◆ **ACTIVITY**
Beneath this line are the data; copy exactly the part of them that opens with the line containing "types for docsweep" and closes with the line containing "pub type Result<T>", and only that part.

(Beginning of GIVEN INFORMATION)

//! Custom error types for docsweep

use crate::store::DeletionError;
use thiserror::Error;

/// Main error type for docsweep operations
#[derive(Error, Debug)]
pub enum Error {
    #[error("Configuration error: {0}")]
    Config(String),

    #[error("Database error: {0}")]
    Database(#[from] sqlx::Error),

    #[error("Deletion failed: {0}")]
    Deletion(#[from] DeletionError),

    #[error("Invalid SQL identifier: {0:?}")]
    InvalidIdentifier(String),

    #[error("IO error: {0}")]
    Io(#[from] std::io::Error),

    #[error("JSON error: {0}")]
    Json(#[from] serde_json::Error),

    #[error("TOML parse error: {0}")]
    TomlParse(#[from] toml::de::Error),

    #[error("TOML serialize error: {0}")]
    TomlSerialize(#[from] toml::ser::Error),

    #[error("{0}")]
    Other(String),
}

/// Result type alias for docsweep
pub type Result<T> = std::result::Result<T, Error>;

(End of GIVEN INFORMATION)
(Beginning of GIVEN INFORMATION)

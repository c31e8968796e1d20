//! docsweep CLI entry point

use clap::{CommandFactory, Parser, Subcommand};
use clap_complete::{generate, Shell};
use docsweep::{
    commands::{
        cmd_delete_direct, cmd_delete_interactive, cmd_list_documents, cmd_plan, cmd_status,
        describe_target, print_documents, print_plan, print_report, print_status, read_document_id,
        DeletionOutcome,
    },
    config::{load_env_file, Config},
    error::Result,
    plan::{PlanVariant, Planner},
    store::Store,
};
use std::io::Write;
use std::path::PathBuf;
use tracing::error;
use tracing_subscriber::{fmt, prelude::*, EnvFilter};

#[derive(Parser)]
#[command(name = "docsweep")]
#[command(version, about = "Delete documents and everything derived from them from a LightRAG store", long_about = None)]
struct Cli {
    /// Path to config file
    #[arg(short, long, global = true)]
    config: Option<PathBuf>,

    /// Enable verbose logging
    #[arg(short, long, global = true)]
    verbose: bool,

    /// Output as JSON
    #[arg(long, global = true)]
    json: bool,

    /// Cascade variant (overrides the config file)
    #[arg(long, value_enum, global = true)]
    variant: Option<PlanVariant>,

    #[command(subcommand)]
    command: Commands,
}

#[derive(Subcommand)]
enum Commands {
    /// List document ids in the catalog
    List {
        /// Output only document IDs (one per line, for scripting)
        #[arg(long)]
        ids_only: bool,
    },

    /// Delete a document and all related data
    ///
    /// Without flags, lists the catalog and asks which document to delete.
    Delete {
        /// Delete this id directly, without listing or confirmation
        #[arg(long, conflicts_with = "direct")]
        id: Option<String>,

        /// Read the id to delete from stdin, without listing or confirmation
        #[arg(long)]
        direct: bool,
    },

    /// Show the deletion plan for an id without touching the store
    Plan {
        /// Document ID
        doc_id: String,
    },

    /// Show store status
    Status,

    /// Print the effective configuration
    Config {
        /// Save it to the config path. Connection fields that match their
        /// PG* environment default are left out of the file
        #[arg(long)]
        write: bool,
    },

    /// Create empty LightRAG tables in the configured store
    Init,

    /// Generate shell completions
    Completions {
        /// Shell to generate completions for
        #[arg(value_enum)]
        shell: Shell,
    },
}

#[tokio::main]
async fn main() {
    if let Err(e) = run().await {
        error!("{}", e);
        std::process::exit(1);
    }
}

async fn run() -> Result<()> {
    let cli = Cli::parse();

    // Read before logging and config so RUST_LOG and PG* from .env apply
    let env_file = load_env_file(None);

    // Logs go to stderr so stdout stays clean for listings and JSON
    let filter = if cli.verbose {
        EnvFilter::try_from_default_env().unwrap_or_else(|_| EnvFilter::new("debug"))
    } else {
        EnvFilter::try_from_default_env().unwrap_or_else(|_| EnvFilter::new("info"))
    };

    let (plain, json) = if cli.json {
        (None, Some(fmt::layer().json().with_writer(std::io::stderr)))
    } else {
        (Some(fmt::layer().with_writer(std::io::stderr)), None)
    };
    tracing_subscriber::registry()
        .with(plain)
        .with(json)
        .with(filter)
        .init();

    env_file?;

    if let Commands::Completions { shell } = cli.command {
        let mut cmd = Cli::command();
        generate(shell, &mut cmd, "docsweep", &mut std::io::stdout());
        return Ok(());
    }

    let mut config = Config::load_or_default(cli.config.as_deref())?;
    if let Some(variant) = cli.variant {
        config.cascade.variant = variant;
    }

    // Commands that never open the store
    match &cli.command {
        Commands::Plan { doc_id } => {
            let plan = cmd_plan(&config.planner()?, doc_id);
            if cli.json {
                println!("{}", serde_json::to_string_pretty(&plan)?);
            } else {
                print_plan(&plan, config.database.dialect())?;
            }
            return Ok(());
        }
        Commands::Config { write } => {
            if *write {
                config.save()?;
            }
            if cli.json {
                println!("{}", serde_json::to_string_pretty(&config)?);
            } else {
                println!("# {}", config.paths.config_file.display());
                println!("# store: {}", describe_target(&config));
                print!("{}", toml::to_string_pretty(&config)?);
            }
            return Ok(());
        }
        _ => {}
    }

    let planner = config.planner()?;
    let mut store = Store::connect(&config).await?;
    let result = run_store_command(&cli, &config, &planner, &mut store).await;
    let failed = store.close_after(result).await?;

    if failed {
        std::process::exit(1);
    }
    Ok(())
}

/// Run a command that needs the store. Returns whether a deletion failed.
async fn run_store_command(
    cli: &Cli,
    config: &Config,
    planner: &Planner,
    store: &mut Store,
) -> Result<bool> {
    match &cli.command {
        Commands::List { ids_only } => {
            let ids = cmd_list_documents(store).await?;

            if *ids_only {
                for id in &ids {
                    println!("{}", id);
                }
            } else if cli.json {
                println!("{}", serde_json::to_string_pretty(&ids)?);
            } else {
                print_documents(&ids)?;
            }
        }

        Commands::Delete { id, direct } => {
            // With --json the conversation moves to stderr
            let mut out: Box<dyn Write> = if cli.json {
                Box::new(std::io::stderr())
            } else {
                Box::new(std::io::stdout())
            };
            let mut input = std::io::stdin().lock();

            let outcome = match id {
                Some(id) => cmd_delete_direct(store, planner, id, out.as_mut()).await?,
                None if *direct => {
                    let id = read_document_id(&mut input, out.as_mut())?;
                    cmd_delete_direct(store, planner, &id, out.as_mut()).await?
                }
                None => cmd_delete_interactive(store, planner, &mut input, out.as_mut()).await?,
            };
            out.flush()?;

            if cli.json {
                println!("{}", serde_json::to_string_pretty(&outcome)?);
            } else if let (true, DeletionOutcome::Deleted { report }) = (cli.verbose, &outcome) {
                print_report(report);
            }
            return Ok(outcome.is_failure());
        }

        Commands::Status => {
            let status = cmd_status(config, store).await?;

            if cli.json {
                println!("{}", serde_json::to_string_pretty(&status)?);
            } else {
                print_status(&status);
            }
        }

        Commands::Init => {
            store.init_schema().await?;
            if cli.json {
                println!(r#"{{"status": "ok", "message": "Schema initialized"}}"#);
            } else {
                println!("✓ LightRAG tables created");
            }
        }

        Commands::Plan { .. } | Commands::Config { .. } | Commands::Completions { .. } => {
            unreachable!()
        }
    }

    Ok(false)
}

(End of GIVEN INFORMATION)
(Beginning of GIVEN INFORMATION)

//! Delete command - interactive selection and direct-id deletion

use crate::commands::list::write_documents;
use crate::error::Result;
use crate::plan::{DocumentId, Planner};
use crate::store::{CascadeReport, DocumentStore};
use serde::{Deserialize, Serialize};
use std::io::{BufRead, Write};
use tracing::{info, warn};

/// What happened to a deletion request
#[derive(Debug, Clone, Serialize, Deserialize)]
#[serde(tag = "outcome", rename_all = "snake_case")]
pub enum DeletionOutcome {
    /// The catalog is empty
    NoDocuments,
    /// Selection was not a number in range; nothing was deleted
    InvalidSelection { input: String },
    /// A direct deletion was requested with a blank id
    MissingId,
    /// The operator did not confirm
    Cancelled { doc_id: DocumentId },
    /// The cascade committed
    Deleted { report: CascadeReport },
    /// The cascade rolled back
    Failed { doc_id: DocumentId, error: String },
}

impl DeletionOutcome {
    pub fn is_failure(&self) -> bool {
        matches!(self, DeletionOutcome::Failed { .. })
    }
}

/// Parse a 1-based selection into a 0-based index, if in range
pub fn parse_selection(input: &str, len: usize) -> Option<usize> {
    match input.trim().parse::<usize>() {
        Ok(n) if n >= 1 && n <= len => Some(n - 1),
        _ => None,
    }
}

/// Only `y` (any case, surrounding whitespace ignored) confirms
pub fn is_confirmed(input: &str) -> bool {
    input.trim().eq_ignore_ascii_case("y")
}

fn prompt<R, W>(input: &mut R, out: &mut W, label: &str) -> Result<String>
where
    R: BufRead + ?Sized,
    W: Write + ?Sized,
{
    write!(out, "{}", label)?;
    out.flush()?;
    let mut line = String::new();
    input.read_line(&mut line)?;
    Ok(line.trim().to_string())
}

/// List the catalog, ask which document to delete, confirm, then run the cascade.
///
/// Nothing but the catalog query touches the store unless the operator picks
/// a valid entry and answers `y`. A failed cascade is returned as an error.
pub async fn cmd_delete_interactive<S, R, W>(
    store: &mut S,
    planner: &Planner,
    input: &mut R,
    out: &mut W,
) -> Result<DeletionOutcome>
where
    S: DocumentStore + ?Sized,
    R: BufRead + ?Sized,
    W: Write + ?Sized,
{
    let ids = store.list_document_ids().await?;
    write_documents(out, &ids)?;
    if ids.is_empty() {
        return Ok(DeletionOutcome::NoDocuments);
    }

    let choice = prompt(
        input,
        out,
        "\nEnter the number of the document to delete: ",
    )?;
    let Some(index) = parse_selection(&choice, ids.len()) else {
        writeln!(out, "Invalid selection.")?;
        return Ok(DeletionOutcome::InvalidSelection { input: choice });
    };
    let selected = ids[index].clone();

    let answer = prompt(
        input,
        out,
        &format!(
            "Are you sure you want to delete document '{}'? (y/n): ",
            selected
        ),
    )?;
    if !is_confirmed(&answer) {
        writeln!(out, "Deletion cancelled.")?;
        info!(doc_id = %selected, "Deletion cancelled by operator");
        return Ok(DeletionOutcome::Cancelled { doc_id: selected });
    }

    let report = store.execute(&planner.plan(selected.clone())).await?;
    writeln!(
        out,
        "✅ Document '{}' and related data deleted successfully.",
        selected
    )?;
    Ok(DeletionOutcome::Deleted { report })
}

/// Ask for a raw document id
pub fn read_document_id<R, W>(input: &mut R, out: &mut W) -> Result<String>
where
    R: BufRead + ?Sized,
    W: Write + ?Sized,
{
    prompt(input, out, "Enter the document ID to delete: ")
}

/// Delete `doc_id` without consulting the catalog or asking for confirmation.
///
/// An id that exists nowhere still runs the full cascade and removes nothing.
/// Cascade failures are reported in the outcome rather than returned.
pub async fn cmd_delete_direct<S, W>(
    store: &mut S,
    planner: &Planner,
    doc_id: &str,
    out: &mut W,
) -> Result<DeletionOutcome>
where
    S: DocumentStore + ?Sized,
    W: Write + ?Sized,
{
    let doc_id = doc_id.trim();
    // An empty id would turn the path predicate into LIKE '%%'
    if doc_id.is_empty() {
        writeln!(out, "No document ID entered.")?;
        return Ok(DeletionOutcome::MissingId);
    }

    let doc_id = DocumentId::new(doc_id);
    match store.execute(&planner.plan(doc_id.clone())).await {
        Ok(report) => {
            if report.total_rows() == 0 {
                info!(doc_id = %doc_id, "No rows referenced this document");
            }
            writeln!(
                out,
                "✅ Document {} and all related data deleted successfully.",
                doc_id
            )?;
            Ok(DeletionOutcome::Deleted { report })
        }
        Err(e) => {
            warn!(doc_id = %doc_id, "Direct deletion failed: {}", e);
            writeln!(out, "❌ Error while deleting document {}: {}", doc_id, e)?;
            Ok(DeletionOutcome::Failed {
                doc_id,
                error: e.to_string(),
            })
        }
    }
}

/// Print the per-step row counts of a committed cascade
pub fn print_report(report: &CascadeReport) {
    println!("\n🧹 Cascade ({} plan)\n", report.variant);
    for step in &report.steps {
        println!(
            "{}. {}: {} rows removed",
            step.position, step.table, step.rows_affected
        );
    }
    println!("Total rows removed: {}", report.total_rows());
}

(End of GIVEN INFORMATION)

◆ **TASK RESULT**
//! Custom error types for docsweep

use crate::store::DeletionError;
use thiserror::Error;

/// Main error type for docsweep operations
#[derive(Error, Debug)]
pub enum Error {
    #[error("Configuration error: {0}")]
    Config(String),

    #[error("Database error: {0}")]
    Database(#[from] sqlx::Error),

    #[error("Deletion failed: {0}")]
    Deletion(#[from] DeletionError),

    #[error("Invalid SQL identifier: {0:?}")]
    InvalidIdentifier(String),

    #[error("IO error: {0}")]
    Io(#[from] std::io::Error),

    #[error("JSON error: {0}")]
    Json(#[from] serde_json::Error),

    #[error("TOML parse error: {0}")]
    TomlParse(#[from] toml::de::Error),

    #[error("TOML serialize error: {0}")]
    TomlSerialize(#[from] toml::ser::Error),

    #[error("{0}")]
    Other(String),
}

/// Result type alias for docsweep
pub type Result<T> = std::result::Result<T, Error>;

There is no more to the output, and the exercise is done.